Kleinschmidt’s use of “total war” is also problematic. He writes that colonial war simply became total war (p. 118). Yet none of the contemporary writers used that term (p. 137). Moreover, historians’ use of “total war” differs from Kleinschmidt’s. They mean total mobilization of economy and society, not no-holds-barred warfare (though the first might encourage the second). In fact, actual colonial conflicts in the nineteenth and early twentieth century rarely degenerated into total wars – the genocide of the Herero and Nama in German Southwest Africa was unusual. How far colonial armies (or expeditions) went depended largely on circumstance. And even that odious imperial institution, the concentration camp, was designed to separate civilians from “rebels”, not just to make fighting easier, but also partly to protect non-combatants from what is now called “collateral damage.” Colonial wars were more complicated than Kleinschmidt allows. We need to know much more about how colonial conflicts were fought, before we can assess the spectrum of violence actually used or thought proper by military men and by metropolitan governments.
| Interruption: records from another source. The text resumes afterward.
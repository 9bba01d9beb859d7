use tokio::io::{AsyncRead, AsyncReadExt, AsyncWrite, AsyncWriteExt};

use crate::io::ring::RingBuffer;

/// Default capacity of both the read-back and the write-back buffers.
pub const DEFAULT_CAPACITY: usize = 1024;

/// Peekable, seekable view over a borrowed byte stream.
///
/// Every byte read from the underlying stream is remembered in a read-back
/// ring buffer so the read cursor can be moved backwards with
/// [`BufferedStream::seek`] and the bytes served again without touching the
/// stream. Writes go straight through and are mirrored into a write-back
/// ring buffer that can be replayed with [`BufferedStream::replay`].
///
/// Only the last `capacity` bytes of each direction are retained; seeking
/// past the oldest retained byte stops at it.
pub struct BufferedStream<'a, S> {
    inner: &'a mut S,
    read_back: RingBuffer,
    write_back: RingBuffer,
    bytes_read: u64,
    bytes_written: u64,
}

impl<'a, S> BufferedStream<'a, S> {
    pub fn new(inner: &'a mut S) -> Self {
        Self::with_capacity(inner, DEFAULT_CAPACITY, DEFAULT_CAPACITY)
    }

    pub fn with_capacity(inner: &'a mut S, read_capacity: usize, write_capacity: usize) -> Self {
        Self {
            inner,
            read_back: RingBuffer::with_capacity(read_capacity),
            write_back: RingBuffer::with_capacity(write_capacity),
            bytes_read: 0,
            bytes_written: 0,
        }
    }

    /// Moves the read cursor by `offset` bytes.
    pub fn seek(&mut self, offset: isize) {
        self.read_back.seek(offset);
    }

    /// Moves the write cursor by `offset` bytes.
    pub fn seek_write(&mut self, offset: isize) {
        self.write_back.seek(offset);
    }

    /// Copies previously written bytes from the write cursor into `dst`.
    pub fn replay(&mut self, dst: &mut [u8]) -> usize {
        self.write_back.read_into(dst)
    }

    /// Bytes that the next [`BufferedStream::read`] can serve without a
    /// physical read.
    pub fn buffered(&self) -> usize {
        self.read_back.available()
    }

    pub fn bytes_read(&self) -> u64 {
        self.bytes_read
    }

    pub fn bytes_written(&self) -> u64 {
        self.bytes_written
    }

    #[cfg(test)]
    fn read_back(&self) -> &RingBuffer {
        &self.read_back
    }

    #[cfg(test)]
    fn write_back(&self) -> &RingBuffer {
        &self.write_back
    }
}

impl<S> BufferedStream<'_, S>
where
    S: AsyncRead + Unpin,
{
    /// Reads into `dst`, serving buffered bytes first.
    ///
    /// A physical read is issued only for the part of `dst` the read-back
    /// buffer could not fill, and asks for exactly that many bytes.
    pub async fn read(&mut self, dst: &mut [u8]) -> std::io::Result<usize> {
        let replayed = self.read_back.read_into(dst);
        if replayed == dst.len() {
            return Ok(replayed);
        }

        let n = self.inner.read(&mut dst[replayed..]).await?;
        self.read_back.push(&dst[replayed..replayed + n]);
        self.bytes_read += n as u64;

        Ok(replayed + n)
    }

    /// Reads the `dst.len()` bytes ending at the cursor without consuming
    /// them.
    ///
    /// The cursor is rewound by `dst.len()`, a [`BufferedStream::read`] is
    /// performed and the cursor is rewound again by the amount read, so a
    /// `read` of the same length right after returns the same bytes. At the
    /// start of a stream this is a look-ahead.
    pub async fn peek(&mut self, dst: &mut [u8]) -> std::io::Result<usize> {
        self.seek(-(dst.len() as isize));
        let n = self.read(dst).await?;
        self.seek(-(n as isize));
        Ok(n)
    }
}

impl<S> BufferedStream<'_, S>
where
    S: AsyncWrite + Unpin,
{
    /// Writes all of `bytes` to the stream, then mirrors them into the
    /// write-back buffer.
    pub async fn write(&mut self, bytes: &[u8]) -> std::io::Result<()> {
        self.inner.write_all(bytes).await?;
        self.write_back.push(bytes);
        self.bytes_written += bytes.len() as u64;
        Ok(())
    }

    pub async fn flush(&mut self) -> std::io::Result<()> {
        self.inner.flush().await
    }
}
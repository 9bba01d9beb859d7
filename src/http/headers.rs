use std::collections::HashMap;

/// Header map with case-insensitive names.
///
/// Names are stored lower-cased; inserting a name that is already present
/// replaces its value (last occurrence wins). Iteration order is unspecified.
#[derive(Debug, Clone, Default, PartialEq, Eq)]
pub struct Headers {
    inner: HashMap<String, String>,
}

impl Headers {
    pub fn new() -> Self {
        Self::default()
    }

    pub fn insert(&mut self, key: impl AsRef<str>, value: impl Into<String>) {
        self.inner
            .insert(key.as_ref().to_ascii_lowercase(), value.into());
    }

    /// Looks a header up by name, ignoring ASCII case.
    pub fn get(&self, key: &str) -> Option<&str> {
        if let Some(value) = self.inner.get(key) {
            return Some(value.as_str());
        }
        self.inner
            .get(&key.to_ascii_lowercase())
            .map(|v| v.as_str())
    }

    pub fn contains(&self, key: &str) -> bool {
        self.get(key).is_some()
    }

    pub fn remove(&mut self, key: &str) -> Option<String> {
        self.inner.remove(&key.to_ascii_lowercase())
    }

    pub fn len(&self) -> usize {
        self.inner.len()
    }

    pub fn is_empty(&self) -> bool {
        self.inner.is_empty()
    }

    /// Iterates over `(lower-cased name, value)` pairs.
    pub fn iter(&self) -> impl Iterator<Item = (&str, &str)> {
        self.inner.iter().map(|(k, v)| (k.as_str(), v.as_str()))
    }
}

impl<K, V> FromIterator<(K, V)> for Headers
where
    K: AsRef<str>,
    V: Into<String>,
{
    fn from_iter<I: IntoIterator<Item = (K, V)>>(iter: I) -> Self {
        let mut headers = Headers::new();
        for (k, v) in iter {
            headers.insert(k, v);
        }
        headers
    }
}

/// Renders a header name in its canonical wire form.
///
/// The first letter and every letter following a hyphen are upper-cased;
/// everything else is left untouched, so `content-type` becomes
/// `Content-Type` and `cache-Control` becomes `Cache-Control`.
pub fn canonicalize_header_key(key: &str) -> String {
    let mut out = String::with_capacity(key.len());
    let mut upper_next = true;

    for c in key.chars() {
        if upper_next {
            out.push(c.to_ascii_uppercase());
        } else {
            out.push(c);
        }
        upper_next = c == '-';
    }

    out
}

#[cfg(test)]
mod tests {
    use super::*;

    #[test]
    fn canonical_keys() {
        assert_eq!(canonicalize_header_key("link"), "Link");
        assert_eq!(canonicalize_header_key("Location"), "Location");
        assert_eq!(canonicalize_header_key("content-type"), "Content-Type");
        assert_eq!(canonicalize_header_key("cache-Control"), "Cache-Control");
        assert_eq!(canonicalize_header_key("x-test"), "X-Test");
        assert_eq!(canonicalize_header_key(""), "");
    }

    #[test]
    fn canonicalization_is_idempotent() {
        for key in ["content-length", "X-FORWARDED-FOR", "a--b", "-lead", "etag"] {
            let once = canonicalize_header_key(key);
            assert_eq!(canonicalize_header_key(&once), once);
        }
    }

    #[test]
    fn lookup_ignores_case() {
        let mut headers = Headers::new();
        headers.insert("Content-Type", "text/plain");
        assert_eq!(headers.get("content-type"), Some("text/plain"));
        assert_eq!(headers.get("CONTENT-TYPE"), Some("text/plain"));

        headers.insert("content-TYPE", "image/png");
        assert_eq!(headers.len(), 1);
        assert_eq!(headers.get("Content-Type"), Some("image/png"));
    }
}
Most of all, it is striking how many contradictions and exceptions crop up in the course of Kleinschmidt’s account. Western states extended state recognition to such different polities as Japan, Siam, Liberia, and Ethiopia (pp. 91–2). Britain’s empire produced many different statuses of subordination besides the protectorate (pp. 95–6). Most remarkable of all are the enormous contradictions in which states became entangled by their use of legal instruments to fashion their intercourse with colonials. Kleinschmidt notes that the imperialist states never outright annulled these treaties, nor did they simply cover their expansion as military conquest (pp. 88–90). Why not? Why were they so intent on clinging to legal fictions?

For in the end, despite his criticism of Lassa Oppenheim, Kleinschmidt actually agrees with Oppenheim’s position that these unequal treaties were figleaves, mere “preparations and precursors of future occupations”1 (p. 104). Kleinschmidt concludes convincingly: “Das Völkerrecht erwies sich, trotz komplizierter Theoriegebäude, ungeeignet als praktisches Instrument zur Legitimierung der Änderung des Rechtsstatus der Kolonialherrschaft unterworfener Staaten. Denn es war konstruiert mit dem Ziel, den Fortbestand von Staaten zu gewährleisten. Die im Zusammenhang mit der Errichtung und Verteidigung von Kolonialherrschaft vorgenommenen Änderungen des Rechtsstatus der der Kolonialherrschaft unterstellten Staaten folgten daher nicht aus der Anwendung von Rechtsnormen, sondern aus den Geboten der Machtpolitik.” (p. 151)

Note:
1 Lassa Oppenheim, International Law: A Treatise, London 1905, Vol. 1, para. 226, p. 281.